Lawmaker sentenced in DUI case

State Rep. Phil Hermanson said he had taken prescription medications for high blood pressure and never had any problems until he was in an accident last November.

Hermanson, R-Wichita, now has a conviction for driving under the influence of prescription drugs and will spend the next year on probation.

Wichita Municipal Judge Pro-Tem Gregory Keith also ordered Hermanson to pay a $500 fine and spend 48 hours in custody of the city's intervention program during a sentencing hearing Thursday afternoon.

"It's almost as scary," Keith said of the prescription drug charge. "Some of the prescription drugs pack quite a wallop. Lots of people take them but they'll think, 'I've got a prescription from my doctor, so it must be safe.' "
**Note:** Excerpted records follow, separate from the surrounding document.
//! 测试用的假服务

use std::collections::VecDeque;
use std::sync::Mutex;

use async_trait::async_trait;

use crate::client::{CompletionRequest, CompletionService, PhraseTranslator};
use crate::parser::PageSource;
use crate::utils::{ExtractError, ServiceError};

pub struct FakePages {
    result: Result<Vec<String>, ExtractError>,
}

impl FakePages {
    pub fn new(pages: &[&str]) -> Self {
        Self {
            result: Ok(pages.iter().map(|p| p.to_string()).collect()),
        }
    }

    pub fn unreadable(reason: &str) -> Self {
        Self {
            result: Err(ExtractError::Unreadable(reason.to_string())),
        }
    }
}

impl PageSource for FakePages {
    fn page_texts(&self, _bytes: &[u8]) -> Result<Vec<String>, ExtractError> {
        self.result.clone()
    }
}

/// 按顺序返回预设结果，脚本用完后回显 prompt 长度
pub struct ScriptedCompletion {
    responses: Mutex<VecDeque<Result<String, ServiceError>>>,
    requests: Mutex<Vec<CompletionRequest>>,
    fallback: Option<ServiceError>,
}

impl ScriptedCompletion {
    pub fn new(responses: Vec<Result<String, ServiceError>>) -> Self {
        Self {
            responses: Mutex::new(responses.into()),
            requests: Mutex::new(Vec::new()),
            fallback: None,
        }
    }

    pub fn failing(error: ServiceError) -> Self {
        Self {
            responses: Mutex::new(VecDeque::new()),
            requests: Mutex::new(Vec::new()),
            fallback: Some(error),
        }
    }

    pub fn requests(&self) -> Vec<CompletionRequest> {
        self.requests.lock().unwrap().clone()
    }
}

#[async_trait]
impl CompletionService for ScriptedCompletion {
    async fn complete(&self, request: CompletionRequest) -> Result<String, ServiceError> {
        let prompt_len = request.prompt.chars().count();
        self.requests.lock().unwrap().push(request);

        if let Some(next) = self.responses.lock().unwrap().pop_front() {
            return next;
        }
        match &self.fallback {
            Some(err) => Err(err.clone()),
            None => Ok(format!("completion for {} chars", prompt_len)),
        }
    }
}

/// 译文为 `[目标语言] 原文`；包含 fail_on 任一片段的输入返回失败
pub struct FakePhrase {
    fail_on: Vec<String>,
    fail_all: bool,
    calls: Mutex<Vec<(String, String)>>,
}

impl FakePhrase {
    pub fn new() -> Self {
        Self {
            fail_on: Vec::new(),
            fail_all: false,
            calls: Mutex::new(Vec::new()),
        }
    }

    pub fn failing_on(fragments: &[&str]) -> Self {
        Self {
            fail_on: fragments.iter().map(|f| f.to_string()).collect(),
            ..Self::new()
        }
    }

    pub fn failing() -> Self {
        Self {
            fail_all: true,
            ..Self::new()
        }
    }

    pub fn calls(&self) -> Vec<(String, String)> {
        self.calls.lock().unwrap().clone()
    }
}

#[async_trait]
impl PhraseTranslator for FakePhrase {
    async fn translate(&self, text: &str, target: &str) -> Result<String, ServiceError> {
        self.calls.lock().unwrap().push((text.to_string(), target.to_string()));

        if self.fail_all || self.fail_on.iter().any(|f| text.contains(f.as_str())) {
            return Err(ServiceError::RateLimited("too many requests".to_string()));
        }
        Ok(format!("[{}] {}", target, text))
    }
}

/// (x, y, 文本)，坐标为 PDF 用户空间，y 轴向上
pub type TextRun<'a> = (f64, f64, &'a str);

/// 用 lopdf 生成 Helvetica 12pt 的多页 PDF，每段文本单独一个 BT/ET 块，按给定顺序写入内容流
pub fn sample_pdf(pages: &[&[TextRun]]) -> Vec<u8> {
    let (mut doc, _) = build_pdf(pages);
    save(&mut doc)
}

/// 用户密码为空、只设所有者密码的 RC4 40 位加密 PDF
pub fn encrypted_pdf(runs: &[TextRun]) -> Vec<u8> {
    use lopdf::encryption::{decrypt_object, get_encryption_key};
    use lopdf::{dictionary, Object, StringFormat};

    let (mut doc, contents) = build_pdf(&[runs]);

    let permissions: i64 = -44;
    let encrypt_id = doc.add_object(dictionary! {
        "Filter" => "Standard",
        "V" => 1,
        "R" => 2,
        "Length" => 40,
        "O" => Object::String(vec![0x4f; 32], StringFormat::Hexadecimal),
        "P" => permissions,
    });
    let file_id = Object::String(b"mygov-test-file-id".to_vec(), StringFormat::Hexadecimal);
    doc.trailer.set("Encrypt", encrypt_id);
    doc.trailer.set("ID", vec![file_id.clone(), file_id]);

    let key = get_encryption_key(&doc, "", false).unwrap();
    // R2: U = RC4(文件密钥, 填充串)
    let user_hash = rc4(&key, &PASSWORD_PADDING);
    if let Ok(Object::Dictionary(dict)) = doc.get_object_mut(encrypt_id) {
        dict.set("U", Object::String(user_hash, StringFormat::Hexadecimal));
    }

    // RC4 对称，用解密函数即可加密内容流
    for id in contents {
        let plain = doc.get_object(id).unwrap().clone();
        let cipher = decrypt_object(&key, id, &plain).unwrap();
        if let Ok(Object::Stream(stream)) = doc.get_object_mut(id) {
            stream.set_content(cipher);
        }
    }

    save(&mut doc)
}

const PASSWORD_PADDING: [u8; 32] = [
    0x28, 0xBF, 0x4E, 0x5E, 0x4E, 0x75, 0x8A, 0x41, 0x64, 0x00, 0x4E, 0x56, 0xFF, 0xFA, 0x01, 0x08, 0x2E, 0x2E, 0x00,
    0xB6, 0xD0, 0x68, 0x3E, 0x80, 0x2F, 0x0C, 0xA9, 0xFE, 0x64, 0x53, 0x69, 0x7A,
];

fn rc4(key: &[u8], data: &[u8]) -> Vec<u8> {
    let mut s: Vec<u8> = (0..=255).collect();
    let mut j: u8 = 0;
    for i in 0..256 {
        j = j.wrapping_add(s[i]).wrapping_add(key[i % key.len()]);
        s.swap(i, j as usize);
    }

    let (mut i, mut j) = (0u8, 0u8);
    data.iter()
        .map(|byte| {
            i = i.wrapping_add(1);
            j = j.wrapping_add(s[i as usize]);
            s.swap(i as usize, j as usize);
            let k = s[s[i as usize].wrapping_add(s[j as usize]) as usize];
            byte ^ k
        })
        .collect()
}

fn build_pdf(pages: &[&[TextRun]]) -> (lopdf::Document, Vec<lopdf::ObjectId>) {
    use lopdf::content::{Content, Operation};
    use lopdf::{dictionary, Document, Object, Stream};

    let mut doc = Document::with_version("1.5");
    let pages_id = doc.new_object_id();
    let font_id = doc.add_object(dictionary! {
        "Type" => "Font",
        "Subtype" => "Type1",
        "BaseFont" => "Helvetica",
    });
    let resources_id = doc.add_object(dictionary! {
        "Font" => dictionary! { "F1" => font_id },
    });

    let mut kids: Vec<Object> = Vec::new();
    let mut contents = Vec::new();
    for runs in pages {
        let mut operations = Vec::new();
        for &(x, y, text) in runs.iter() {
            operations.push(Operation::new("BT", vec![]));
            operations.push(Operation::new("Tf", vec!["F1".into(), 12.into()]));
            operations.push(Operation::new("Td", vec![x.into(), y.into()]));
            operations.push(Operation::new("Tj", vec![Object::string_literal(text)]));
            operations.push(Operation::new("ET", vec![]));
        }
        let content = Content { operations };
        let content_id = doc.add_object(Stream::new(dictionary! {}, content.encode().unwrap()));
        let page_id = doc.add_object(dictionary! {
            "Type" => "Page",
            "Parent" => pages_id,
            "Contents" => content_id,
        });
        kids.push(page_id.into());
        contents.push(content_id);
    }

    doc.objects.insert(
        pages_id,
        Object::Dictionary(dictionary! {
            "Type" => "Pages",
            "Kids" => kids,
            "Count" => pages.len() as i64,
            "Resources" => resources_id,
            "MediaBox" => vec![0.into(), 0.into(), 595.into(), 842.into()],
        }),
    );
    let catalog_id = doc.add_object(dictionary! {
        "Type" => "Catalog",
        "Pages" => pages_id,
    });
    doc.trailer.set("Root", catalog_id);

    (doc, contents)
}

fn save(doc: &mut lopdf::Document) -> Vec<u8> {
    let mut bytes = Vec::new();
    doc.save_to(&mut bytes).unwrap();
    bytes
}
Les Hulnick, Hermanson's lawyer, said the Nov. 8 accident at 47th South and Broadway was the legislator's first adverse reaction to the medicine he had taken for some time.

"I've got clients who have taken prescription drugs for years and felt fine, then they have one bad reaction, and they're branded a criminal," Hulnick said.

"That's a bunch of crap. The law needs to be rewritten. This was unfortunate."

Hermanson, 45, will be subject to random drug and alcohol testing during his probation. He will not be allowed to consume alcohol, and if he breaks any laws or violates his probation, he faces six months in the county jail.

First-time DUI offenders also face a mandatory 48 hours in jail, but in Wichita they are allowed to spend it in the Wichita Intervention Program at a local motel.

Under the program, they check into a motel late Friday and spend two days attending sessions that demonstrate the dangers of driving under the influence of alcohol or drugs, including victim impact panels.

While in the program, participants cannot leave without facing further charges of escape from custody.

Hermanson, a Realtor, represents the 96th District. He faces a challenge in the Republican primary next month from former Sedgwick County Republican chairman Mark Gietzen.